Читать «Дневник читателя» онлайн - страница 79

Вячеслав Пьецух

О течении языка

Это, в сущности, загадочно, даже странно, что язык не стоит на месте, что он развивается, как живой, тем более нам не всегда понятно, в каком направлении и зачем. Конечно, можно предположить, что язык вырождается или совершенствуется постольку, поскольку вырождается или совершенствуется общество, человек и условия его жизни, однако в связи с этой гипотезой вот что вызывает недоумение: давным-давно ушли из нашего обихода такие милые архаизмы, как «поелику», «оные» и «дондеже», а между тем подьячий семнадцатого столетия был нисколько не нравственней муниципального чиновника наших дней и новейшие философы отнюдь не умнее Лейбница, и вот бытование хомо сапиенс стало намного удобнее, веселей, нежели прежде, до изобретения ватерклозета и «чертова колеса», но язык летописца Нестора куда колоритнее слога «Истории КПСС», хотя между «Повестью временных лет» и большевистским талмудом наблюдаются многие обидные параллели. Одним словом, темна эта область – течение языка, прежде всего потому темна, что, кажется, было бы намного естественней и понятней, если бы речь давалась нам неизменной, однажды и навсегда, ибо у человека испокон веку один нос, два уха, пять чувств и двадцать пальцев, ибо человек издревле страдает, творит, безумствует по более или менее общему образцу.

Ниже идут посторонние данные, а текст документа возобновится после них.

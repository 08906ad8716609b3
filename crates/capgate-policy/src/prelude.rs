//! Prelude module - commonly used types for convenient import.
//!
//! Use `use capgate_policy::prelude::*;` to import all essential types.

// Matching
pub use crate::{DEFAULT_CACHE_CAPACITY, Glob, PathMatcher, matches};

// Evaluation
pub use crate::{ActionCoverage, Evaluation, PolicyEvaluator};
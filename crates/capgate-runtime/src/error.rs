//! Invocation error types.

use capgate_core::AuthorizationError;
use thiserror::Error;

/// Errors returned by a bound invocation.
///
/// Only [`InvokeError::Unauthorized`] is an authorization outcome. Handler
/// failures pass through untouched so callers can downcast them to whatever
/// the resource raised.
#[derive(Debug, Error)]
pub enum InvokeError {
    /// The principal may not perform this invocation.
    #[error(transparent)]
    Unauthorized(#[from] AuthorizationError),

    /// The base handler or a modifier failed.
    #[error(transparent)]
    Handler(anyhow::Error),

    /// The input does not satisfy the resource's input schema.
    #[error("invalid input for resource '{resource}': {detail}")]
    InvalidInput {
        /// Resource code.
        resource: String,
        /// Validator message.
        detail: String,
    },

    /// The handler produced output that fails the resource's output schema.
    #[error("invalid output from resource '{resource}': {detail}")]
    InvalidOutput {
        /// Resource code.
        resource: String,
        /// Validator message.
        detail: String,
    },

    /// Typed input or output could not be converted to or from JSON.
    #[error("codec error: {0}")]
    Codec(#[from] serde_json::Error),
}

impl InvokeError {
    /// Whether a transport should answer "forbidden".
    #[must_use]
    pub fn is_forbidden(&self) -> bool {
        matches!(self, Self::Unauthorized(_))
    }

    /// The authorization failure, if this is one.
    #[must_use]
    pub fn as_authorization(&self) -> Option<&AuthorizationError> {
        match self {
            Self::Unauthorized(err) => Some(err),
            _ => None,
        }
    }

    /// Downcast a handler failure to the concrete error the resource raised.
    #[must_use]
    pub fn downcast_handler<E>(&self) -> Option<&E>
    where
        E: std::fmt::Display + std::fmt::Debug + Send + Sync + 'static,
    {
        match self {
            Self::Handler(err) => err.downcast_ref::<E>(),
            _ => None,
        }
    }
}

/// Result type for invocations.
pub type InvokeResult<T> = Result<T, InvokeError>;
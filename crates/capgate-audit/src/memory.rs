//! In-memory access log.

use std::collections::VecDeque;
use std::sync::{Mutex, MutexGuard, PoisonError};

use crate::logger::AccessLogger;
use crate::record::{AccessDecision, AccessRecord};

/// Bounded in-memory audit sink.
///
/// Keeps the most recent `capacity` records; older records are evicted
/// first. Mainly useful for tests and for exposing recent decisions to an
/// operator endpoint.
#[derive(Debug)]
pub struct MemoryAccessLog {
    records: Mutex<VecDeque<AccessRecord>>,
    capacity: usize,
}

impl MemoryAccessLog {
    /// Create a log holding at most `capacity` records.
    #[must_use]
    pub fn new(capacity: usize) -> Self {
        Self {
            records: Mutex::new(VecDeque::with_capacity(capacity.min(1024))),
            capacity,
        }
    }

    // A panic while holding the lock cannot leave the deque half-updated,
    // so a poisoned lock is still safe to use.
    fn lock(&self) -> MutexGuard<'_, VecDeque<AccessRecord>> {
        self.records.lock().unwrap_or_else(PoisonError::into_inner)
    }

    /// Snapshot of the retained records, oldest first.
    #[must_use]
    pub fn records(&self) -> Vec<AccessRecord> {
        self.lock().iter().cloned().collect()
    }

    /// Number of retained records.
    #[must_use]
    pub fn len(&self) -> usize {
        self.lock().len()
    }

    /// Whether no records are retained.
    #[must_use]
    pub fn is_empty(&self) -> bool {
        self.lock().is_empty()
    }

    /// Drop all retained records.
    pub fn clear(&self) {
        self.lock().clear();
    }

    /// Number of retained records with the given decision.
    #[must_use]
    pub fn count(&self, decision: AccessDecision) -> usize {
        self.lock()
            .iter()
            .filter(|record| record.decision == decision)
            .count()
    }

    /// Maximum number of retained records.
    #[must_use]
    pub fn capacity(&self) -> usize {
        self.capacity
    }
}

impl AccessLogger for MemoryAccessLog {
    fn log(&self, record: AccessRecord) {
        if self.capacity == 0 {
            return;
        }
        let mut records = self.lock();
        while records.len() >= self.capacity {
            records.pop_front();
        }
        records.push_back(record);
    }
}
//! Telemetry error types.

use thiserror::Error;

/// Errors that can occur while setting up telemetry.
#[derive(Debug, Error)]
pub enum TelemetryError {
    /// Configuration error (bad level, directive, or format name).
    #[error("Configuration error: {0}")]
    ConfigError(String),

    /// A global subscriber could not be installed.
    #[error("Initialization error: {0}")]
    InitError(String),
}

/// Result type for telemetry operations.
pub type TelemetryResult<T> = Result<T, TelemetryError>;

Но во всяком случае ясно, что течение жизни заметно медленнее, чем течение языка. Ведь, в сущности, Лев Николаевич Толстой – наш старший современник, всего-навсего восемь лет не доживший до социалистического реализма, и это в нашу общественно-технологическую эпоху были задействованы радиоволны и шестиградусный «угол атаки» для искусственного крыла, и как народовольцы завели у нас кровавую смуту, так мы по сей день не можем прийти в себя, то есть всего-то и пройдено исторического пути, что от лампочки Яблочкова до «лампочки Ильича». А между тем стряслась «культурная революция», в результате которой писательство сделалось занятием общедоступным, как катание на коньках, между тем народный речевой строй стал нецензурен, по крайней мере, процентов на пятьдесят, исчезли из обращения «пельцин», «спинджак», «ась» и многие грациозные обороты, как-то «Не угодно ли пройти в часть», люди на улицах обращаются друг к другу исходя из вторичных половых признаков, наконец, русский человек начала XX столетия наверняка не понял бы сегодняшнего русского человека, если бы последний, например, первому сообщил, что по поводу недавнего саммита бизнесмен Кукушкин дал колумнисту Подушкину эксклюзивное интервью; впрочем, у нас с Петра I любили «В конце письма поставить ”Vale“», а то ввернуть забубенный галлицизм, да еще русские города пестрели вывесками, писанными латиницей, и если бы не пьяные мастеровые, не деревянные заборы и не хрюшки, пасущиеся где ни попадя, то еще призадумался бы сторонний наблюдатель: а подлинно ли это русские города... Стало быть, имеются и константы, от которых отправляется течение нашего языка, и одна из них, гадатель-но, – пренебрежение чудесами природной речи, некоторым образом лингвистический комплекс неполноценности, точно мы снабжены не изящным и всемогущим средством общения, восходящим к древнему санкритическому истоку, а каким-нибудь жалким наречием, до того хилым и угловатым, что нельзя пригласить на чай, чтобы это не было принято как вызов на поединок. Стесняется своего языка русский, так сказать, окультуренный человек – вот в чем загадка, на которую нет ответа, и с непонятной настойчивостью якобы облагораживает отчий словарь за счет иноземных, приемных слов, хотя у него своих собственных «вагон и маленькая тележка», как меряли изобилие в старину.